INSTRUCTIONS FOR THE TASK :: Please restate the material below word for word, from the first line through the one that contains "pub(crate) fn read(&self)", inclusive.

————————

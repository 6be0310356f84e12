//! Locked Vector - Reader/Writer Guarded Numeric Sequence
//!
//! Every access goes through the vector's own `RwLock`. Two-vector
//! operations lock the receiver and only ever read the argument through
//! the argument's public accessors, one short read lock per element.
//! Receiver and argument never swap roles, which rules out circular waits
//! between row tasks running in parallel.

use super::lock_view::ReadView;
use super::locked_matrix::LockedMatrix;
use crate::error::{LaeError, LaeResult};
use crate::types::Orientation;
use parking_lot::{RwLock, RwLockReadGuard, RwLockWriteGuard};
use std::fmt;
use std::ptr;

/// Guarded contents of a vector
#[derive(Clone, Debug)]
pub(crate) struct VectorData {
    pub(crate) values: Vec<f64>,
    pub(crate) orientation: Orientation,
}

/// A row or column of doubles behind a single reader/writer lock
pub struct LockedVector {
    data: RwLock<VectorData>,
}

impl LockedVector {
    /// Deep-copy `values` into a new vector. Empty input is rejected.
    pub fn new(values: &[f64], orientation: Orientation) -> LaeResult<Self> {
        if values.is_empty() {
            return Err(LaeError::InvalidArgument(
                "vector must hold at least one element".to_string(),
            ));
        }
        Ok(Self {
            data: RwLock::new(VectorData {
                values: values.to_vec(),
                orientation,
            }),
        })
    }

    pub(crate) fn read(&self) -> RwLockReadGuard<'_, VectorData> {
        self.data.read()
    }

    pub(crate) fn write(&self) -> RwLockWriteGuard<'_, VectorData> {
        self.data.write()
    }

    /// Element at `index`
    pub fn get(&self, index: usize) -> LaeResult<f64> {
        let data = self.read();
        data.values
            .get(index)
            .copied()
            .ok_or(LaeError::IndexOutOfRange {
                index,
                len: data.values.len(),
            })
    }

    pub fn len(&self) -> usize {
        self.read().values.len()
    }

    pub fn is_empty(&self) -> bool {
        self.read().values.is_empty()
    }

    pub fn orientation(&self) -> Orientation {
        self.read().orientation
    }

    /// Copy of the current elements
    pub fn to_vec(&self) -> Vec<f64> {
        self.read().values.clone()
    }

    /// Flip the orientation tag. Element order is left as is.
    pub fn transpose(&self) {
        let mut data = self.write();
        data.orientation = data.orientation.flipped();
    }

    /// In-place elementwise sum with `other`
    pub fn add(&self, other: &LockedVector) -> LaeResult<()> {
        if ptr::eq(self, other) {
            // Re-locking ourselves for reading would deadlock
            let mut data = self.write();
            for value in data.values.iter_mut() {
                *value += *value;
            }
            return Ok(());
        }

        let mut data = self.write();
        let len = other.len();
        if len != data.values.len() {
            return Err(LaeError::DimensionMismatch {
                expected: data.values.len(),
                found: len,
            });
        }
        let orientation = other.orientation();
        if orientation != data.orientation {
            return Err(LaeError::orientation(data.orientation, orientation));
        }

        for (i, value) in data.values.iter_mut().enumerate() {
            *value += other.get(i)?;
        }
        Ok(())
    }

    /// In-place sign flip of every element
    pub fn negate(&self) {
        let mut data = self.write();
        for value in data.values.iter_mut() {
            *value = -*value;
        }
    }

    /// Scalar product of a row with a column of equal length
    pub fn dot(&self, other: &LockedVector) -> LaeResult<f64> {
        if ptr::eq(self, other) {
            let orientation = self.orientation();
            return Err(LaeError::orientation(orientation.flipped(), orientation));
        }
        let data = self.read();
        dot_with(&data, other)
    }

    /// Replace this row with `self × matrix`, where `matrix` is column-major.
    ///
    /// The result has one element per column of `matrix`, so the vector's
    /// length changes whenever the matrix is not square.
    pub fn vec_mat_mul(&self, matrix: &LockedMatrix) -> LaeResult<()> {
        let columns = matrix.snapshot();
        if columns.iter().any(|c| ptr::eq(c.as_ref(), self)) {
            return Err(LaeError::InvalidArgument(
                "vector cannot be multiplied by a matrix that contains it".to_string(),
            ));
        }

        let mut data = self.write();
        if data.orientation != Orientation::Row {
            return Err(LaeError::orientation(Orientation::Row, data.orientation));
        }

        let matrix_orientation = {
            let view = ReadView::acquire(&columns);
            view.first().map(|v| v.orientation).ok_or_else(|| {
                LaeError::IllegalState("cannot multiply by an empty matrix".to_string())
            })?
        };
        if matrix_orientation != Orientation::Column {
            return Err(LaeError::orientation(Orientation::Column, matrix_orientation));
        }

        let result = columns
            .iter()
            .map(|column| dot_with(&data, column))
            .collect::<LaeResult<Vec<f64>>>()?;
        data.values = result;
        Ok(())
    }
}
//! LAE command line runner
//!
//! Run with: cargo run --release --bin lae -- 4 input.json output.json --report

use clap::Parser;
use lae_runtime::tree::input;
use lae_runtime::{
    ComputationNode, EngineConfig, ExecutorConfig, LaeError, LaeResult, LinearAlgebraEngine,
    RunOutput,
};
use log::{error, info, warn};
use std::path::{Path, PathBuf};
use std::time::Instant;

#[derive(Parser)]
#[command(name = "lae")]
#[command(about = "Evaluate a matrix expression tree on a fatigue-aware worker pool")]
#[command(version)]
struct Cli {
    /// Number of worker threads
    threads: usize,

    /// Expression tree (JSON)
    input: PathBuf,

    /// Where to write the result or the error (JSON)
    output: PathBuf,

    /// Print the worker report after the run
    #[arg(long)]
    report: bool,

    /// Run row tasks inline on the calling thread
    #[arg(long)]
    sequential: bool,

    /// Random seed for worker fatigue factors
    #[arg(long)]
    seed: Option<u64>,
}

fn main() {
    env_logger::init();
    let cli = Cli::parse();

    let outcome = match evaluate(&cli) {
        Ok(result) => RunOutput::Result(result),
        Err(e) => {
            error!("evaluation failed: {e}");
            RunOutput::Error(e.to_string())
        }
    };

    if let Err(e) = outcome.write_to(&cli.output) {
        eprintln!("Error: cannot write {}: {e}", cli.output.display());
        std::process::exit(1);
    }
}

fn evaluate(cli: &Cli) -> LaeResult<Vec<Vec<f64>>> {
    let tree = input::parse_file(&cli.input)?;
    let config = EngineConfig {
        executor: ExecutorConfig {
            seed: cli.seed,
            ..ExecutorConfig::with_threads(cli.threads)
        },
        parallel: !cli.sequential,
    };
    let threads = if cli.sequential { 1 } else { cli.threads };
    let mut engine = LinearAlgebraEngine::with_config(config)?;

    let start = Instant::now();
    let result = engine.run(tree);
    info!(
        "evaluated {} on {} thread(s) in {:.3}ms",
        display_name(&cli.input),
        threads,
        start.elapsed().as_secs_f64() * 1000.0
    );

    if cli.report {
        println!("{}", engine.worker_report());
    }
    let shutdown = engine.shutdown();
    settle(result, shutdown)
}

/// The run's outcome wins over a failed shutdown, which is only logged
fn settle(
    result: LaeResult<ComputationNode>,
    shutdown: LaeResult<()>,
) -> LaeResult<Vec<Vec<f64>>> {
    if let Err(e) = shutdown {
        warn!("executor shutdown failed: {e}");
    }
    result?
        .into_matrix()
        .ok_or_else(|| LaeError::IllegalState("run finished without a literal".to_string()))
}

fn display_name(path: &Path) -> String {
    path.file_name()
        .map(|name| name.to_string_lossy().into_owned())
        .unwrap_or_else(|| path.display().to_string())
}
impl FatigueExecutor {
    /// Start `num_threads` workers with the default factor range
    pub fn new(num_threads: usize) -> LaeResult<Self> {
        Self::with_config(ExecutorConfig::with_threads(num_threads))
    }

    pub fn with_config(config: ExecutorConfig) -> LaeResult<Self> {
        config.validate()?;

        let mut rng = match config.seed {
            Some(seed) => StdRng::seed_from_u64(seed),
            None => StdRng::from_entropy(),
        };
        let shared = Arc::new(Shared {
            idle: IdleWorkers::new(),
            in_flight: AtomicUsize::new(0),
            drained_lock: Mutex::new(()),
            drained: Condvar::new(),
        });

        let mut workers: Vec<Arc<FatigueWorker>> = Vec::with_capacity(config.num_threads);
        for id in 0..config.num_threads {
            let factor = rng.gen_range(config.min_fatigue_factor..config.max_fatigue_factor);
            let worker = Arc::new(FatigueWorker::new(id, factor));
            if let Err(e) = worker.start() {
                for started in &workers {
                    stop_worker(started);
                }
                return Err(e);
            }
            shared.idle.push(Arc::clone(&worker));
            workers.push(worker);
        }
        info!("fatigue executor started with {} workers", workers.len());

        Ok(Self {
            workers,
            shared,
            shut_down: AtomicBool::new(false),
        })
    }

    /// Run `task` on the least fatigued idle worker.
    ///
    /// Blocks while every worker is busy. Returns once the task is handed
    /// off, not once it has finished.
    pub fn submit(&self, task: Task) -> LaeResult<()> {
        if self.shut_down.load(Ordering::SeqCst) {
            return Err(LaeError::IllegalState("executor is shut down".to_string()));
        }

        self.shared.in_flight.fetch_add(1, Ordering::SeqCst);
        let Some(worker) = self.shared.idle.pop() else {
            self.shared.finish_one();
            return Err(LaeError::Cancelled);
        };

        let shared = Arc::clone(&self.shared);
        let returning = Arc::clone(&worker);
        let on_complete = Box::new(move || {
            shared.idle.push(returning);
            shared.finish_one();
        });

        if let Err(e) = worker.assign_with_completion(task, on_complete) {
            self.shared.idle.push(worker);
            self.shared.finish_one();
            // Lost a race with shutdown after the flag check
            return Err(match e {
                LaeError::WorkerShutdown(_) => {
                    LaeError::IllegalState("executor is shut down".to_string())
                }
                other => other,
            });
        }
        Ok(())
    }

    /// Submit every task in order, then wait until none is in flight
    pub fn submit_all(&self, tasks: Vec<Task>) -> LaeResult<()> {
        if self.shut_down.load(Ordering::SeqCst) {
            return Err(LaeError::IllegalState("executor is shut down".to_string()));
        }

        let count = tasks.len();
        let mut outcome = Ok(());
        for task in tasks {
            if let Err(e) = self.submit(task) {
                outcome = Err(e);
                break;
            }
        }
        // Whatever was accepted still has to finish before we return
        self.shared.wait_drained();
        debug!("batch of {} tasks drained", count);
        outcome
    }

    /// Stop every worker after its pending task. Further submissions fail.
    pub fn shutdown(&self) -> LaeResult<()> {
        if self.shut_down.swap(true, Ordering::SeqCst) {
            return Ok(());
        }
        self.shared.idle.close();
        for worker in &self.workers {
            worker.shutdown();
        }
        for worker in &self.workers {
            worker.join()?;
        }
        info!("fatigue executor shut down");
        Ok(())
    }

    pub fn is_shut_down(&self) -> bool {
        self.shut_down.load(Ordering::SeqCst)
    }

    /// Tasks accepted but not yet completed
    pub fn in_flight(&self) -> usize {
        self.shared.in_flight.load(Ordering::SeqCst)
    }

    pub fn num_workers(&self) -> usize {
        self.workers.len()
    }

    pub fn workers(&self) -> &[Arc<FatigueWorker>] {
        &self.workers
    }

    /// Per-worker counters, read without pausing running tasks
    pub fn report(&self) -> ExecutorReport {
        ExecutorReport {
            workers: self
                .workers
                .iter()
                .map(|w| WorkerStats {
                    id: w.id(),
                    fatigue_factor: w.fatigue_factor(),
                    busy_nanos: w.busy_nanos(),
                    idle_nanos: w.idle_nanos(),
                    fatigue: w.fatigue(),
                })
                .collect(),
        }
    }
}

————————

ANSWER TO THIS PROBLEM ::
repository 6be0310356f84e12
//! Locked Vector - Reader/Writer Guarded Numeric Sequence
//!
//! Every access goes through the vector's own `RwLock`. Two-vector
//! operations lock the receiver and only ever read the argument through
//! the argument's public accessors, one short read lock per element.
//! Receiver and argument never swap roles, which rules out circular waits
//! between row tasks running in parallel.

use super::lock_view::ReadView;
use super::locked_matrix::LockedMatrix;
use crate::error::{LaeError, LaeResult};
use crate::types::Orientation;
use parking_lot::{RwLock, RwLockReadGuard, RwLockWriteGuard};
use std::fmt;
use std::ptr;

/// Guarded contents of a vector
#[derive(Clone, Debug)]
pub(crate) struct VectorData {
    pub(crate) values: Vec<f64>,
    pub(crate) orientation: Orientation,
}

/// A row or column of doubles behind a single reader/writer lock
pub struct LockedVector {
    data: RwLock<VectorData>,
}

impl LockedVector {
    /// Deep-copy `values` into a new vector. Empty input is rejected.
    pub fn new(values: &[f64], orientation: Orientation) -> LaeResult<Self> {
        if values.is_empty() {
            return Err(LaeError::InvalidArgument(
                "vector must hold at least one element".to_string(),
            ));
        }
        Ok(Self {
            data: RwLock::new(VectorData {
                values: values.to_vec(),
                orientation,
            }),
        })
    }

    pub(crate) fn read(&self) -> RwLockReadGuard<'_, VectorData> {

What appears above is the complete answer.